• [Task item]: Every entry below, first to last, should be restated word for word.
*-*-*
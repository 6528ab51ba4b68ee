use std::sync::Arc;

use crate::api::session::SessionStore;
use crate::config::Config;
use crate::detect::Scorer;

#[derive(Clone)]
pub struct AppState {
    pub config: Arc<Config>,
    pub sessions: SessionStore,
    pub scorer: Arc<dyn Scorer>,
}

impl AppState {
    /// Build state with the Isolation Forest sized from `config`.
    pub fn new(config: Config) -> Self {
        let scorer = Arc::new(config.model.build());
        Self::with_scorer(config, scorer)
    }

    pub fn with_scorer(config: Config, scorer: Arc<dyn Scorer>) -> Self {
        let sessions = SessionStore::new(config.server.max_sessions);
        Self {
            config: Arc::new(config),
            sessions,
            scorer,
        }
    }
}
*-*-*
• [Result for this task]:
repository 6528ab51ba4b68ee
use std::sync::Arc;

use crate::api::session::SessionStore;
use crate::config::Config;
use crate::detect::Scorer;

#[derive(Clone)]
pub struct AppState {
    pub config: Arc<Config>,
    pub sessions: SessionStore,
    pub scorer: Arc<dyn Scorer>,
}

impl AppState {
    /// Build state with the Isolation Forest sized from `config`.
    pub fn new(config: Config) -> Self {
        let scorer = Arc::new(config.model.build());
        Self::with_scorer(config, scorer)
    }

    pub fn with_scorer(config: Config, scorer: Arc<dyn Scorer>) -> Self {
        let sessions = SessionStore::new(config.server.max_sessions);
        Self {
            config: Arc::new(config),
            sessions,
            scorer,
        }
    }
}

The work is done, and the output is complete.